Wow. I feel sorry for you if your plentiful dating history has given you these strange convictions. Where I live, people are attracted to people for who they are and their looks, not for their gift-withholding. But to each their own...

So you're openly saying that you're not a "nice guy", but you give guys advice about how to act towards all women (in a sexist way). I think we can agree then  You're giving asshole advice?

Ps. It also seems a bit weird to me when a middle aged guy argues with a bunch of younger people online about relationships, but that is, of course, not of any relevance here.


----------



## Killbain (Jan 5, 2012)

For many years rather "Pussy on a pedestal", I have applied the Rolls Royce principle to so-called attractive women who think their looks give them licence. Nice to look at and appreciate but costs a whole lot of time money and effort, and if you can't get the keys and drive away - don't bother.


----------



## Swede (Apr 2, 2013)

Sorry, I know that this is not part of the OP, but it does touch on the current discussion.

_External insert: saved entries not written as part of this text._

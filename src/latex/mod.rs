//! LaTeX protect-translate-restore.
//!
//! A document is masked (prose macros and table cells are translated during masking, every
//! other construct is swapped for a placeholder), the masked prose is chunked and
//! translated, placeholders are restored, and finally the preamble is patched for Cyrillic.

pub mod classes;
pub mod mask;
pub mod preamble;
pub mod profile;
pub mod scan;
pub mod tabular;

use tracing::warn;

use crate::error::{MaskError, PipelineError};
use crate::freezer::restore;
use crate::progress::ConsoleProgress;
use crate::translator::{translate_chunks, Translate};

pub use mask::MaskedDocument;
pub use preamble::patch_preamble;
pub use profile::{CompilerProfile, TexEngine};

#[derive(Clone, Copy)]
pub struct LatexTranslator<'a> {
    translator: &'a dyn Translate,
    max_tokens: usize,
    progress: Option<&'a ConsoleProgress>,
}

impl<'a> LatexTranslator<'a> {
    pub fn new(translator: &'a dyn Translate, max_tokens: usize) -> Self {
        Self {
            translator,
            max_tokens: max_tokens.max(1),
            progress: None,
        }
    }

    pub fn with_progress(mut self, progress: &'a ConsoleProgress) -> Self {
        self.progress = Some(progress);
        self
    }

    pub fn mask(&self, text: &str) -> Result<MaskedDocument, MaskError> {
        mask::mask_document(text, self)
    }

    pub fn translate_masked(&self, masked: &str) -> String {
        translate_chunks(
            self.translator,
            masked,
            self.max_tokens,
            self.progress.map(|p| (p, "Translate chunks")),
        )
    }

    /// Mask, translate and restore without touching the preamble.
    pub fn translate_body(&self, text: &str) -> Result<String, PipelineError> {
        let masked = self.mask(text)?;
        let translated = self.translate_masked(&masked.text);
        Ok(restore(&translated, &masked.table)?)
    }

    pub fn translate_document(&self, text: &str) -> Result<String, PipelineError> {
        let body = self.translate_body(text)?;
        Ok(patch_preamble(text, &body))
    }

    /// Translates a macro argument or table cell as a document of its own. Never fails:
    /// a fragment that cannot be processed is kept as it is.
    pub(crate) fn translate_fragment(&self, fragment: &str) -> String {
        let nested = Self {
            progress: None,
            ..*self
        };
        match nested.translate_body(fragment) {
            Ok(out) => out,
            Err(e) => {
                warn!(error = %e, "fragment left untranslated");
                fragment.to_string()
            }
        }
    }
}

#[cfg(test)]
mod tests {
    use std::cell::RefCell;

    use super::*;
    use crate::translator::IdentityTranslator;

    const PAPER: &str = "\\documentclass[11pt]{article}\n\\usepackage{amsmath}\n\\usepackage[english]{babel}\n\
\\title{On Things}\n\\begin{document}\n\\maketitle\n\\section{Introduction}\n\
We study $f(x)$ as shown in \\cite{smith}. See Table~\\ref{tab:a}.\n\
\\begin{equation}\n  E = mc^2 \\label{eq:e}\n\\end{equation}\n\
\\begin{table}[h]\n\\centering\n\\begin{tabular}{lc}\n\\hline\nName & Value \\\\\n\\hline\n\\end{tabular}\n\
\\caption{Results}\\label{tab:a}\n\\end{table}\n\
% internal note\n\\bibliographystyle{plain}\n\\bibliography{refs}\n\\end{document}\n";

    #[test]
    fn identity_translation_only_adds_language_block() {
        let tr = LatexTranslator::new(&IdentityTranslator, 1200);
        let out = tr.translate_document(PAPER).unwrap();
        let profile = CompilerProfile::detect(PAPER);
        let expected = PAPER
            .replace("\\usepackage[english]{babel}\n", "")
            .replacen(
                "\\documentclass[11pt]{article}\n",
                &format!(
                    "\\documentclass[11pt]{{article}}\n{}\n{}\n",
                    preamble::LANGUAGE_BLOCK_MARKER,
                    profile.language_block()
                ),
                1,
            );
        assert_eq!(out, expected);
    }

    #[test]
    fn minimal_document_round_trips() {
        let src = r"\documentclass{article}\begin{document}Hello.\end{document}";
        let tr = LatexTranslator::new(&IdentityTranslator, 1200);
        let out = tr.translate_document(src).unwrap();
        let injected = format!(
            "\n{}\n{}\n",
            preamble::LANGUAGE_BLOCK_MARKER,
            CompilerProfile::detect(src).language_block()
        );
        assert!(out.contains(&injected));
        assert_eq!(out.replace(&injected, ""), src);
    }

    #[test]
    fn equation_bodies_survive_aggressive_translation() {
        let shout = |s: &str| s.to_uppercase().replace('E', "Э");
        let tr = LatexTranslator::new(&shout, 1200);
        let out = tr.translate_document(PAPER).unwrap();
        assert!(out.contains("\\begin{equation}\n  E = mc^2 \\label{eq:e}\n\\end{equation}"));
        assert!(out.contains("\\documentclass[11pt]{article}"));
        assert!(out.contains("\\cite{smith}"));
        assert!(out.contains("$f(x)$"));
        assert!(out.contains("\\section{INTRODUCTION}".replace('E', "Э").as_str()));
        assert!(!out.contains("<<TX_"));
    }

    #[test]
    fn lookalike_tokens_in_source_are_refused() {
        let calls = RefCell::new(0usize);
        let f = |s: &str| {
            *calls.borrow_mut() += 1;
            s.to_string()
        };
        let tr = LatexTranslator::new(&f, 1200);
        for src in [
            r"Note <<tx_ph:000000>> here. See \cite{a}.",
            r"Note «TX_PH:0» here. See \cite{a}.",
        ] {
            let err = tr.translate_document(src).unwrap_err();
            assert!(matches!(err, PipelineError::Mask(MaskError::TokenCollision { .. })));
        }
        assert_eq!(*calls.borrow(), 0);
    }

    #[test]
    fn translator_sees_only_prose() {
        let calls = RefCell::new(Vec::<String>::new());
        let f = |s: &str| {
            calls.borrow_mut().push(s.to_string());
            s.to_string()
        };
        let tr = LatexTranslator::new(&f, 1200);
        tr.translate_document(PAPER).unwrap();
        for call in calls.borrow().iter() {
            let plain = crate::textutil::strip_tokens(call);
            assert!(!plain.contains('\\'), "markup leaked: {call:?}");
            assert!(!plain.contains('$'), "math leaked: {call:?}");
        }
        let all = calls.borrow().join("|");
        assert!(all.contains("Results"));
        assert!(all.contains("Name"));
        assert!(all.contains("We study"));
        assert!(!all.contains("internal note"));
    }
}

I am not sure whether this is a cultural difference or not, but I have never been into the guy paying for the date - unless it was someone I was in a relationship with and then it was still pretty much 50/50.
I had/have a few (more or less valid) reasons for this: 
- I take pride in being independent (this is not only true for economy, but other aspects if life as well)
- I want my date to know that I am there with him and not for what he can give me
- I don't want my date to feel that I "owe him" anything (which is probably me being paranoid more than anything else). If the date ends up being terrible, neither of us will feel used.

It s not impossible that things can have changed in Sweden since back when I was dating. Unfortunately, we get a lot of crazy ideas and influences from US TV and movies (like outrageously priced engagement rings, princess weddings, Halloween, etc), so one can only hope that our relative equality does not take several steps backwards.


----------



## Sara Torailles (Dec 14, 2010)

Strange Moon said:


> Huh? I'm not whining at all. I have no reason to. I've never been single for more than a couple of weeks since I was 17 years old. I'm now 46. I just advise any guy to not pay the drinks for the woman he is dating and CERTAINLY to not give her any gifts.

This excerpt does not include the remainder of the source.